German soldiers lay a sandbag wall to hold back floodwaters, June 2024 (Bundeswehr)
German soldiers lay a sandbag wall to hold back floodwaters, June 2024 (Bundeswehr)

Published Jun 5, 2024 8:13 PM by The Maritime Executive

 

Extreme high water levels have shut down navigation on the Rhine in Bavaria and Baden-Wurttemburg, affecting traffic on the Upper Rhine as far as Switzerland. 

Torrential rain has caused widespread flooding in the Rhine valley, and the Upper Rhine is currently closed to marine traffic near Maxau and Mannheim. The water levels are so high that there is not enough clearance under some of the river's bridge crossings to permit barges to pass. This has delayed inland traffic movements between the Lower Rhine and the upper reaches of the river. The shutdown at Maxau, a town near Karlsruhe on the river's eastern bank, is expected to last until Friday. 

The flooding has claimed the lives of six people in Bavaria and Baden-Wurttemberg, including one first responder. Thousands more have been forced to evacuate, and 800 military personnel have deployed to assist local agencies with search and rescue, relief efforts and flood control. Waters have also risen rapidly on the Danube in Lower Bavaria, Austria and Hungary, reaching 30 feet in the city of Passau. 

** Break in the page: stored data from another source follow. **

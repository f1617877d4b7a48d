//! Runtime selection and compatibility fallback
//!
//! [`Patcher`] is what callers use: it picks the configured runtime, retries a
//! worker that exited abnormally in-process on hosts where the worker is
//! known to be unreliable, and turns the final failure into a `Failed` event.

use crate::config::{FallbackPolicy, RepatchConfig, RuntimeMode};
use crate::error::RuntimeError;
use crate::in_process::InProcessRuntime;
use crate::params::WorkerParameters;
use crate::process::ProcessRuntime;
use crate::runtime::Runtime;
use repatch_core::{EventSink, Fallback, ProgressEvent};
use std::path::{Path, PathBuf};
use std::sync::Arc;

const OS_RELEASE_PATH: &str = "/proc/sys/kernel/osrelease";

/// Runs patch sessions on the configured runtime
pub struct Patcher {
    config: RepatchConfig,
    primary: Arc<dyn Runtime>,
    fallback: Option<Arc<dyn Runtime>>,
    kernel_major: Option<u32>,
}

impl std::fmt::Debug for Patcher {
    fn fmt(&self, f: &mut std::fmt::Formatter<'_>) -> std::fmt::Result {
        f.debug_struct("Patcher")
            .field("primary", &self.primary.name())
            .field("fallback", &self.fallback.as_ref().map(|runtime| runtime.name()))
            .field("kernel_major", &self.kernel_major)
            .finish_non_exhaustive()
    }
}

impl Patcher {
    /// Patcher for `config`
    ///
    /// # Errors
    /// The worker binary cannot be located in process mode.
    pub fn from_config(config: RepatchConfig) -> Result<Self, RuntimeError> {
        let primary: Arc<dyn Runtime> = match config.runtime.mode {
            RuntimeMode::Process => Arc::new(ProcessRuntime::from_config(&config)?),
            RuntimeMode::InProcess => Arc::new(InProcessRuntime::new()),
        };
        let fallback: Option<Arc<dyn Runtime>> = match config.runtime.mode {
            RuntimeMode::Process => Some(Arc::new(InProcessRuntime::new())),
            RuntimeMode::InProcess => None,
        };
        Ok(Self::new(config, primary, fallback))
    }

    /// Patcher over explicit runtimes
    #[must_use]
    pub fn new(config: RepatchConfig, primary: Arc<dyn Runtime>, fallback: Option<Arc<dyn Runtime>>) -> Self {
        Self {
            config,
            primary,
            fallback,
            kernel_major: kernel_major(),
        }
    }

    /// Override the detected kernel major version
    #[inline]
    #[must_use]
    pub fn with_kernel_major(mut self, major: Option<u32>) -> Self {
        self.kernel_major = major;
        self
    }

    /// Configuration in use
    #[must_use]
    pub fn config(&self) -> &RepatchConfig {
        &self.config
    }

    /// Session parameters with the configured cache and split handling
    #[must_use]
    pub fn parameters(&self, package_name: &str, input: &Path, output: &Path) -> WorkerParameters {
        let runtime = &self.config.runtime;
        let memory_limit = self
            .config
            .memory_policy()
            .effective(runtime.memory_limit_mb, runtime.aggressive_memory);
        let mut parameters = WorkerParameters::new(package_name, input, output, self.config.cache_dir())
            .with_native_libs(self.config.patching.strip_native_libs, self.config.supported_abis())
            .with_downloads_marker(self.config.patching.downloads_marker.clone())
            .with_unneeded_splits(
                self.config.patching.skip_unneeded_splits,
                self.config.patching.locales.clone(),
                self.config.patching.density.clone(),
            )
            .with_worker_memory(memory_limit, runtime.heap_shim.clone());
        if let Ok(classpath) = std::env::current_exe() {
            parameters = parameters.with_classpath(classpath);
        }
        if let Some(worker) = self.merge_worker() {
            parameters = parameters.with_merge_worker(worker);
        }
        parameters
    }

    /// `true` when a worker exit failure is retried in-process
    #[must_use]
    pub fn falls_back(&self) -> bool {
        if self.fallback.is_none() {
            return false;
        }
        match self.config.runtime.fallback {
            FallbackPolicy::Always => true,
            FallbackPolicy::Never => false,
            FallbackPolicy::Auto => self
                .kernel_major
                .is_some_and(|major| major < self.config.runtime.legacy_kernel_below),
        }
    }

    /// Run one session
    ///
    /// # Errors
    /// The error of the last runtime attempted; a `Failed` event without a
    /// step has been emitted for it.
    pub async fn patch(&self, parameters: WorkerParameters, sink: EventSink) -> Result<(), RuntimeError> {
        tracing::info!(
            "Patching {} on the {} runtime",
            parameters.input.display(),
            self.primary.name()
        );

        let mut chain = Fallback::new().attempt(self.primary.name(), {
            let runtime = self.primary.clone();
            let (parameters, sink) = (parameters.clone(), sink.clone());
            move || async move { runtime.execute(parameters, sink).await }
        });
        if let Some(fallback) = self.fallback.clone().filter(|_| self.falls_back()) {
            let (parameters, sink) = (parameters, sink.clone());
            chain = chain.attempt(fallback.name(), move || async move { fallback.execute(parameters, sink).await });
        }

        let outcome = chain
            .run_while(
                |err: &RuntimeError| err.exit_code().is_some(),
                |strategy, err| tracing::warn!("{} runtime failed ({}), retrying in-process", strategy, err),
            )
            .await;

        outcome.map_err(|failures| {
            let err = failures.into_last().unwrap_or(RuntimeError::Cancelled);
            tracing::error!("Patching failed: {}", err);
            sink.emit(ProgressEvent::failed(None, err.to_remote()));
            err
        })
    }

    /// Cancel the running session, if any
    pub fn cancel(&self) {
        self.primary.cancel();
        if let Some(fallback) = &self.fallback {
            fallback.cancel();
        }
    }

    fn merge_worker(&self) -> Option<PathBuf> {
        self.config.worker_binary().ok().filter(|path| path.is_file())
    }
}

/// Major version of the running kernel
#[must_use]
pub fn kernel_major() -> Option<u32> {
    std::fs::read_to_string(OS_RELEASE_PATH)
        .ok()
        .and_then(|release| parse_kernel_major(&release))
}

/// Leading number of a release string such as `5.15.0-91-generic`
#[must_use]
pub fn parse_kernel_major(release: &str) -> Option<u32> {
    let release = release.trim();
    let end = release
        .find(|c: char| !c.is_ascii_digit())
        .unwrap_or(release.len());
    release[..end].parse().ok()
}
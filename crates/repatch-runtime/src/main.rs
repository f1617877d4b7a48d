use anyhow::{bail, Context, Result};
use clap::{value_parser, Arg, ArgAction, ArgMatches, Command};
use repatch_bundle::{patches, BundleSource, PatchOptions, PatchSelection};
use repatch_core::{EventSink, ProgressEvent};
use repatch_runtime::{logging, Patcher, RepatchConfig, RuntimeMode};
use repatch_split::{prepare_if_needed, relocate};
use std::path::{Path, PathBuf};

#[tokio::main]
async fn main() -> Result<()> {
    let cli = Command::new("repatch")
        .version(env!("CARGO_PKG_VERSION"))
        .about("Apply patch bundles to application packages")
        .subcommand_required(true)
        .arg(
            Arg::new("config")
                .long("config")
                .global(true)
                .value_parser(value_parser!(PathBuf))
                .help("Configuration file (defaults to $REPATCH_CONFIG)"),
        )
        .arg(
            Arg::new("verbose")
                .short('v')
                .long("verbose")
                .global(true)
                .action(ArgAction::Count)
                .help("Raise log verbosity"),
        )
        .arg(
            Arg::new("log-json")
                .long("log-json")
                .global(true)
                .action(ArgAction::SetTrue)
                .help("Log as JSON"),
        )
        .subcommand(
            Command::new("patch")
                .about("Patch a package")
                .arg(Arg::new("input").required(true).value_parser(value_parser!(PathBuf)))
                .arg(
                    Arg::new("output")
                        .value_parser(value_parser!(PathBuf))
                        .help("Output path (defaults to <input>-patched.apk)"),
                )
                .arg(package_arg())
                .arg(bundle_arg())
                .arg(
                    Arg::new("select")
                        .short('s')
                        .long("select")
                        .action(ArgAction::Append)
                        .help("Patch to apply, as [BUNDLE:]NAME (defaults to each bundle's default patches)"),
                )
                .arg(
                    Arg::new("option")
                        .short('o')
                        .long("option")
                        .action(ArgAction::Append)
                        .help("Option value, as BUNDLE:PATCH:KEY=VALUE (VALUE is JSON or a plain string)"),
                )
                .arg(
                    Arg::new("in-process")
                        .long("in-process")
                        .action(ArgAction::SetTrue)
                        .help("Patch inside this process instead of a worker"),
                )
                .arg(
                    Arg::new("memory-limit")
                        .long("memory-limit")
                        .value_parser(value_parser!(u64))
                        .help("Worker memory budget in MB"),
                )
                .arg(strip_arg())
                .arg(skip_splits_arg())
                .arg(
                    Arg::new("events")
                        .long("events")
                        .action(ArgAction::SetTrue)
                        .help("Print progress events as JSON lines on stdout"),
                ),
        )
        .subcommand(
            Command::new("merge")
                .about("Merge a split package into a single package")
                .arg(Arg::new("input").required(true).value_parser(value_parser!(PathBuf)))
                .arg(
                    Arg::new("output")
                        .value_parser(value_parser!(PathBuf))
                        .help("Output path (defaults to <input>-merged.apk)"),
                )
                .arg(strip_arg())
                .arg(skip_splits_arg()),
        )
        .subcommand(
            Command::new("list")
                .about("List patches compatible with a package")
                .arg(package_arg())
                .arg(bundle_arg())
                .arg(
                    Arg::new("json")
                        .long("json")
                        .action(ArgAction::SetTrue)
                        .help("Output as JSON"),
                ),
        )
        .subcommand(
            Command::new("memory")
                .about("Show the worker memory budget")
                .arg(
                    Arg::new("requested")
                        .long("requested")
                        .value_parser(value_parser!(u64))
                        .help("Requested budget in MB (defaults to the configured limit)"),
                ),
        );

    let matches = cli.get_matches();
    logging::init(matches.get_count("verbose"), matches.get_flag("log-json"));
    let config = RepatchConfig::resolve(matches.get_one::<PathBuf>("config").map(PathBuf::as_path))?;

    match matches.subcommand() {
        Some(("patch", args)) => patch(config, args).await,
        Some(("merge", args)) => merge(config, args).await,
        Some(("list", args)) => list(args),
        Some(("memory", args)) => {
            memory(&config, args);
            Ok(())
        }
        Some((other, _)) => bail!("unknown command {other}"),
        None => bail!("no command given"),
    }
}

fn package_arg() -> Arg {
    Arg::new("package")
        .short('p')
        .long("package")
        .required(true)
        .help("Target package name")
}

fn bundle_arg() -> Arg {
    Arg::new("bundle")
        .short('b')
        .long("bundle")
        .required(true)
        .action(ArgAction::Append)
        .help("Patch bundle, as [ID=]PATH (ID defaults to the file stem)")
}

fn strip_arg() -> Arg {
    Arg::new("strip-native-libs")
        .long("strip-native-libs")
        .action(ArgAction::SetTrue)
        .help("Drop native libraries for unsupported architectures")
}

fn skip_splits_arg() -> Arg {
    Arg::new("skip-unneeded-splits")
        .long("skip-unneeded-splits")
        .action(ArgAction::SetTrue)
        .help("Leave out locale and density splits the device does not use")
}

async fn patch(mut config: RepatchConfig, args: &ArgMatches) -> Result<()> {
    if args.get_flag("in-process") {
        config = config.with_mode(RuntimeMode::InProcess);
    }
    if let Some(limit) = args.get_one::<u64>("memory-limit") {
        config = config.with_memory_limit(*limit);
    }
    if args.get_flag("strip-native-libs") {
        config = config.with_strip_native_libs(true);
    }
    if args.get_flag("skip-unneeded-splits") {
        config = config.with_skip_unneeded_splits(true);
    }

    let input = required_path(args, "input")?;
    let output = args
        .get_one::<PathBuf>("output")
        .cloned()
        .unwrap_or_else(|| sibling(&input, "patched"));
    let package = required_str(args, "package")?;
    let bundles = bundle_sources(args)?;
    let selection = selection(args, &bundles, package)?;
    let options = option_values(args)?;

    let patcher = Patcher::from_config(config)?;
    let mut parameters = patcher.parameters(package, &input, &output);
    for bundle in bundles {
        parameters = parameters.with_bundle(bundle);
    }
    let parameters = parameters.with_selection(selection).with_options(options);

    let sink = if args.get_flag("events") {
        EventSink::new(print_event)
    } else {
        EventSink::new(log_event)
    };

    let patching = patcher.patch(parameters, sink);
    tokio::pin!(patching);
    tokio::select! {
        outcome = &mut patching => outcome?,
        _ = tokio::signal::ctrl_c() => {
            tracing::warn!("Interrupted, cancelling");
            patcher.cancel();
            patching.await?;
        }
    }
    println!("{}", output.display());
    Ok(())
}

async fn merge(mut config: RepatchConfig, args: &ArgMatches) -> Result<()> {
    if args.get_flag("strip-native-libs") {
        config = config.with_strip_native_libs(true);
    }
    if args.get_flag("skip-unneeded-splits") {
        config = config.with_skip_unneeded_splits(true);
    }
    let input = required_path(args, "input")?;
    let output = args
        .get_one::<PathBuf>("output")
        .cloned()
        .unwrap_or_else(|| sibling(&input, "merged"));

    let patcher = Patcher::from_config(config)?;
    let options = patcher
        .parameters("", &input, &output)
        .with_downloads_marker(None)
        .prepare_options();
    let cache_dir = patcher.config().cache_dir();

    let prepared = prepare_if_needed(&input, &cache_dir, &options, &EventSink::new(log_event)).await?;
    if !prepared.merged {
        bail!("{} is not a split package", input.display());
    }
    relocate(&prepared.file, &output)
        .await
        .with_context(|| format!("cannot move merged package to {}", output.display()))?;
    prepared.cleanup();
    println!("{}", output.display());
    Ok(())
}

fn list(args: &ArgMatches) -> Result<()> {
    let package = required_str(args, "package")?;
    let loaded = patches(&bundle_sources(args)?, package)?;

    if args.get_flag("json") {
        let listing: Vec<_> = loaded
            .iter()
            .flat_map(|(bundle, patches)| {
                patches.iter().map(move |patch| {
                    serde_json::json!({
                        "bundle": bundle,
                        "name": patch.name(),
                        "description": patch.description(),
                        "use_by_default": patch.use_by_default(),
                        "options": patch.options().map(|option| &option.key).collect::<Vec<_>>(),
                    })
                })
            })
            .collect();
        println!("{}", serde_json::to_string_pretty(&listing)?);
        return Ok(());
    }

    for (bundle, patches) in &loaded {
        println!("{bundle}:");
        for patch in patches {
            let marker = if patch.use_by_default() { "*" } else { " " };
            match patch.description() {
                Some(description) => println!("  {marker} {} - {}", patch.name(), description),
                None => println!("  {marker} {}", patch.name()),
            }
        }
    }
    Ok(())
}

fn memory(config: &RepatchConfig, args: &ArgMatches) {
    let policy = config.memory_policy();
    let requested = args
        .get_one::<u64>("requested")
        .copied()
        .unwrap_or(config.runtime.memory_limit_mb);

    println!("Device budget:   {}MB", policy.max_budget());
    println!("Recommended:     {}MB", policy.recommended());
    println!("Auto-scaled:     {}MB (requested {}MB)", policy.auto_scale(requested), requested);
    println!(
        "Worker limit:    {}MB",
        policy.effective(requested, config.runtime.aggressive_memory)
    );
}

fn required_path(args: &ArgMatches, name: &str) -> Result<PathBuf> {
    args.get_one::<PathBuf>(name)
        .cloned()
        .with_context(|| format!("missing <{name}>"))
}

fn required_str<'a>(args: &'a ArgMatches, name: &str) -> Result<&'a str> {
    args.get_one::<String>(name)
        .map(String::as_str)
        .with_context(|| format!("missing --{name}"))
}

fn sibling(input: &Path, suffix: &str) -> PathBuf {
    let stem = input.file_stem().map_or_else(|| "package".into(), |stem| stem.to_string_lossy());
    input.with_file_name(format!("{stem}-{suffix}.apk"))
}

fn bundle_sources(args: &ArgMatches) -> Result<Vec<BundleSource>> {
    let mut sources = Vec::new();
    for value in args.get_many::<String>("bundle").into_iter().flatten() {
        let source = match value.split_once('=') {
            Some((id, path)) => BundleSource::new(id, path),
            None => {
                let path = PathBuf::from(value);
                let id = path
                    .file_stem()
                    .with_context(|| format!("cannot derive a bundle id from {value}"))?
                    .to_string_lossy()
                    .into_owned();
                BundleSource::new(id, path)
            }
        };
        if sources.iter().any(|known: &BundleSource| known.id == source.id) {
            bail!("bundle id {} given twice", source.id);
        }
        sources.push(source);
    }
    Ok(sources)
}

fn selection(args: &ArgMatches, bundles: &[BundleSource], package: &str) -> Result<PatchSelection> {
    let mut selection = PatchSelection::new();
    let requested: Vec<&String> = args.get_many::<String>("select").into_iter().flatten().collect();

    if requested.is_empty() {
        for (bundle, patches) in patches(bundles, package)? {
            for patch in patches.iter().filter(|patch| patch.use_by_default()) {
                selection.select(bundle.as_str(), patch.name());
            }
        }
        return Ok(selection);
    }

    for value in requested {
        match value.split_once(':') {
            Some((bundle, name)) => selection.select(bundle, name),
            None => match bundles {
                [only] => selection.select(only.id.as_str(), value.as_str()),
                _ => bail!("--select {value} must name its bundle when more than one is given"),
            },
        }
    }
    Ok(selection)
}

fn option_values(args: &ArgMatches) -> Result<PatchOptions> {
    let mut options = PatchOptions::new();
    for value in args.get_many::<String>("option").into_iter().flatten() {
        let (target, raw) = value
            .split_once('=')
            .with_context(|| format!("--option {value} is missing '='"))?;
        let mut parts = target.splitn(3, ':');
        let (Some(bundle), Some(patch), Some(key)) = (parts.next(), parts.next(), parts.next()) else {
            bail!("--option {value} must be BUNDLE:PATCH:KEY=VALUE");
        };
        let parsed = serde_json::from_str(raw).unwrap_or_else(|_| serde_json::Value::String(raw.to_string()));
        options.set(bundle, patch, key, parsed);
    }
    Ok(options)
}

fn print_event(event: ProgressEvent) {
    match serde_json::to_string(&event) {
        Ok(line) => println!("{line}"),
        Err(err) => tracing::warn!("Cannot encode event: {}", err),
    }
}

fn log_event(event: ProgressEvent) {
    match event {
        ProgressEvent::Started { step } => tracing::info!("Started: {}", step),
        ProgressEvent::Progress {
            step,
            message: Some(message),
            ..
        } => tracing::info!("{}: {}", step, message),
        ProgressEvent::Progress { step, sub_steps: Some(titles), .. } => {
            tracing::debug!("{}: {} sub-steps", step, titles.len());
        }
        ProgressEvent::Progress { .. } => {}
        ProgressEvent::Completed { step } => tracing::info!("Completed: {}", step),
        ProgressEvent::Failed { step: Some(step), error } => tracing::error!("Failed: {}: {}", step, error),
        ProgressEvent::Failed { step: None, error } => tracing::debug!("Session failed: {}", error.stack_trace),
    }
}
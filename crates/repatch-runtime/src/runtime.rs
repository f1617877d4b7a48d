//! Runtime abstraction
//!
//! A runtime executes one [`WorkerParameters`] session at a time and relays
//! its progress into an [`EventSink`].

use crate::error::RuntimeError;
use crate::params::WorkerParameters;
use async_trait::async_trait;
use parking_lot::Mutex;
use repatch_core::EventSink;
use std::sync::Arc;
use tokio_util::sync::CancellationToken;

/// Executes patch sessions
#[async_trait]
pub trait Runtime: Send + Sync {
    /// Runtime name for logs
    fn name(&self) -> &'static str;

    /// Run a session to completion
    async fn execute(&self, parameters: WorkerParameters, sink: EventSink) -> Result<(), RuntimeError>;

    /// Ask a running session to stop; does nothing when idle
    fn cancel(&self);
}

/// Admits one session at a time
///
/// Each admitted session gets its own cancellation token, so a cancel only
/// ever reaches the session that was running when it was requested.
#[derive(Debug, Clone, Default)]
pub struct SessionSlot {
    current: Arc<Mutex<Option<CancellationToken>>>,
}

impl SessionSlot {
    /// Claim the slot
    ///
    /// # Errors
    /// [`RuntimeError::SessionActive`] while another session holds it.
    pub fn acquire(&self) -> Result<SessionGuard, RuntimeError> {
        let mut current = self.current.lock();
        if current.is_some() {
            return Err(RuntimeError::SessionActive);
        }
        let token = CancellationToken::new();
        *current = Some(token.clone());
        Ok(SessionGuard {
            current: self.current.clone(),
            token,
        })
    }

    /// `true` while a session holds the slot
    #[must_use]
    pub fn is_busy(&self) -> bool {
        self.current.lock().is_some()
    }

    /// Cancel the session holding the slot
    ///
    /// Returns `false` when the slot is idle.
    pub fn cancel(&self) -> bool {
        match self.current.lock().as_ref() {
            Some(token) => {
                token.cancel();
                true
            }
            None => false,
        }
    }
}

/// Releases the slot on drop
#[derive(Debug)]
pub struct SessionGuard {
    current: Arc<Mutex<Option<CancellationToken>>>,
    token: CancellationToken,
}

impl SessionGuard {
    /// Cancellation token of this session
    #[must_use]
    pub fn token(&self) -> &CancellationToken {
        &self.token
    }

    /// `true` once this session was cancelled
    #[must_use]
    pub fn is_cancelled(&self) -> bool {
        self.token.is_cancelled()
    }
}

impl Drop for SessionGuard {
    fn drop(&mut self) {
        *self.current.lock() = None;
    }
}
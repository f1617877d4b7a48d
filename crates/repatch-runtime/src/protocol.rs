//! Host/worker wire protocol
//!
//! Newline-delimited JSON over a Unix socket the host binds before spawning
//! the worker. The worker speaks first:
//!
//! ```text
//! worker → host   {"type":"hello","build_id":"…","pid":42}
//! host → worker   {"type":"start","parameters":{…}}
//! worker → host   {"type":"log",…} / {"type":"event",…}   (any number)
//! worker → host   {"type":"finished","error":null}
//! host → worker   {"type":"exit"}
//! ```

use crate::error::ProtocolError;
use crate::params::WorkerParameters;
use repatch_core::{ProgressEvent, RemoteError};
use serde::de::DeserializeOwned;
use serde::{Deserialize, Serialize};
use tokio::io::{AsyncBufRead, AsyncBufReadExt, AsyncWrite, AsyncWriteExt};

/// Messages sent by the worker
#[derive(Debug, Clone, PartialEq, Serialize, Deserialize)]
#[serde(tag = "type", rename_all = "snake_case")]
pub enum WorkerMessage {
    /// First message after connecting
    Hello {
        /// Build the worker binary was compiled in
        build_id: String,
        /// Worker process id
        pid: u32,
    },
    /// Log line to re-emit on the host
    Log {
        /// Severity
        level: LogLevel,
        /// Rendered message
        message: String,
    },
    /// Progress event to relay
    Event {
        /// The event
        event: ProgressEvent,
    },
    /// Patching ended; `error` is set on failure
    Finished {
        /// Failure record
        error: Option<RemoteError>,
    },
}

/// Messages sent by the host
#[derive(Debug, Clone, PartialEq, Serialize, Deserialize)]
#[serde(tag = "type", rename_all = "snake_case")]
pub enum HostMessage {
    /// Run one patch session
    Start {
        /// Session parameters
        parameters: Box<WorkerParameters>,
    },
    /// Terminate
    Exit,
}

/// Log severity on the wire
#[derive(Debug, Clone, Copy, PartialEq, Eq, Serialize, Deserialize)]
#[serde(rename_all = "lowercase")]
pub enum LogLevel {
    /// Trace
    Trace,
    /// Debug
    Debug,
    /// Info
    Info,
    /// Warn
    Warn,
    /// Error
    Error,
}

impl LogLevel {
    /// Re-emit `message` under the `worker` target
    pub fn emit(self, message: &str) {
        match self {
            Self::Trace => tracing::trace!(target: "worker", "{}", message),
            Self::Debug => tracing::debug!(target: "worker", "{}", message),
            Self::Info => tracing::info!(target: "worker", "{}", message),
            Self::Warn => tracing::warn!(target: "worker", "{}", message),
            Self::Error => tracing::error!(target: "worker", "{}", message),
        }
    }
}

impl From<tracing::Level> for LogLevel {
    fn from(level: tracing::Level) -> Self {
        match level {
            tracing::Level::TRACE => Self::Trace,
            tracing::Level::DEBUG => Self::Debug,
            tracing::Level::INFO => Self::Info,
            tracing::Level::WARN => Self::Warn,
            _ => Self::Error,
        }
    }
}

/// Reads one JSON message per line
#[derive(Debug)]
pub struct FrameReader<R> {
    reader: R,
    line: String,
}

impl<R: AsyncBufRead + Unpin> FrameReader<R> {
    /// Wrap a buffered reader
    pub fn new(reader: R) -> Self {
        Self {
            reader,
            line: String::new(),
        }
    }

    /// Next message, or `None` at end of stream; blank lines are skipped
    ///
    /// # Errors
    /// I/O failure or a line that does not decode as `T`.
    pub async fn next<T: DeserializeOwned>(&mut self) -> Result<Option<T>, ProtocolError> {
        loop {
            self.line.clear();
            if self.reader.read_line(&mut self.line).await? == 0 {
                return Ok(None);
            }
            let frame = self.line.trim();
            if frame.is_empty() {
                continue;
            }
            return Ok(Some(serde_json::from_str(frame)?));
        }
    }
}

/// Write one message followed by a newline
///
/// # Errors
/// Encoding or I/O failure.
pub async fn write_frame<W, T>(writer: &mut W, message: &T) -> Result<(), ProtocolError>
where
    W: AsyncWrite + Unpin,
    T: Serialize,
{
    let mut bytes = serde_json::to_vec(message)?;
    bytes.push(b'\n');
    writer.write_all(&bytes).await?;
    writer.flush().await?;
    Ok(())
}

#[cfg(test)]
mod tests {
    use super::*;
    use pretty_assertions::assert_eq;
    use repatch_core::StepId;
    use tokio::io::BufReader;

    #[test]
    fn wire_shape_is_tagged() {
        let hello = WorkerMessage::Hello {
            build_id: "abc".into(),
            pid: 7,
        };
        assert_eq!(
            serde_json::to_string(&hello).unwrap(),
            r#"{"type":"hello","build_id":"abc","pid":7}"#
        );
        assert_eq!(serde_json::to_string(&HostMessage::Exit).unwrap(), r#"{"type":"exit"}"#);
    }

    #[tokio::test]
    async fn frames_survive_a_pipe() {
        let (mut client, server) = tokio::io::duplex(1024);

        let sent = vec![
            WorkerMessage::Event {
                event: ProgressEvent::started(StepId::ExecutePatch(3)),
            },
            WorkerMessage::Finished { error: None },
        ];
        for message in &sent {
            write_frame(&mut client, message).await.unwrap();
        }
        drop(client);

        let mut reader = FrameReader::new(BufReader::new(server));
        let mut received = Vec::new();
        while let Some(message) = reader.next::<WorkerMessage>().await.unwrap() {
            received.push(message);
        }
        assert_eq!(received, sent);
    }

    #[tokio::test]
    async fn garbage_is_malformed() {
        let mut reader = FrameReader::new(&b"not json\n"[..]);
        let err = reader.next::<HostMessage>().await.unwrap_err();
        assert!(matches!(err, ProtocolError::Malformed(_)), "{err}");
    }
}
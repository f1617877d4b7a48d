//! Split archive detection

use std::fs::File;
use std::io::BufReader;
use std::path::Path;
use zip::ZipArchive;

/// Container extensions that are always split archives
pub const SPLIT_EXTENSIONS: [&str; 3] = ["apks", "apkm", "xapk"];

/// Extension of a module entry inside a split archive
pub const MODULE_EXTENSION: &str = ".apk";

/// `true` if `file` is a multi-module split archive
///
/// Missing files are not split. Known container extensions always are.
/// Anything else is split iff it opens as a zip with a non-directory entry
/// ending in `.apk`; unreadable files are not split.
#[must_use]
pub fn is_split_archive(file: &Path) -> bool {
    if !file.exists() {
        return false;
    }

    let extension = file
        .extension()
        .and_then(|ext| ext.to_str())
        .map(str::to_ascii_lowercase);
    if extension.is_some_and(|ext| SPLIT_EXTENSIONS.contains(&ext.as_str())) {
        return true;
    }

    match has_module_entries(file) {
        Ok(found) => found,
        Err(err) => {
            tracing::debug!("{} is not a readable archive: {}", file.display(), err);
            false
        }
    }
}

/// `true` if `name` is a module entry
#[must_use]
pub fn is_module_entry(name: &str) -> bool {
    !name.ends_with('/') && name.to_ascii_lowercase().ends_with(MODULE_EXTENSION)
}

fn has_module_entries(file: &Path) -> Result<bool, zip::result::ZipError> {
    let mut archive = ZipArchive::new(BufReader::new(File::open(file)?))?;
    for index in 0..archive.len() {
        let entry = archive.by_index_raw(index)?;
        if !entry.is_dir() && is_module_entry(entry.name()) {
            return Ok(true);
        }
    }
    Ok(false)
}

Flood extent on the Rhine, June 3 (GFZ Potsdam)

In comments Monday, German Chancellor Olaf Scholz drew a direct connection between a series of recent floods in Germany and climate change. Though a formal examination of causal factors has not been completed yet for this month's flooding, scientists previously concluded that the last serious flood in Germany - the record-setting Ahr Valley rainfall event in 2021, which killed 189 people - was up to nine times more likely to occur because of warming.

Navigation on the Rhine has been restricted by water levels multiple times since 2018, but primarily by drought. Extreme low water events in 2022 prompted a near-shutdown of traffic at the shallowest point in the Middle Rhine, the town of Kaub. Nearly every summer, recurring draft restrictions have reduced the capacity of barge traffic through the area for weeks at a stretch.  

The Rhine River is central to Germany’s inland shipping sector. Major German corporations depend on the Rhine River to transport products such as grain, coal, minerals and oil products. Any disruptions to navigation in the river is a source of concern for many businesses, and for river transport operators. The recurrent droughts have even prompted some regional carriers to design a new hull form for their newbuilds, adapted to lower summertime water levels.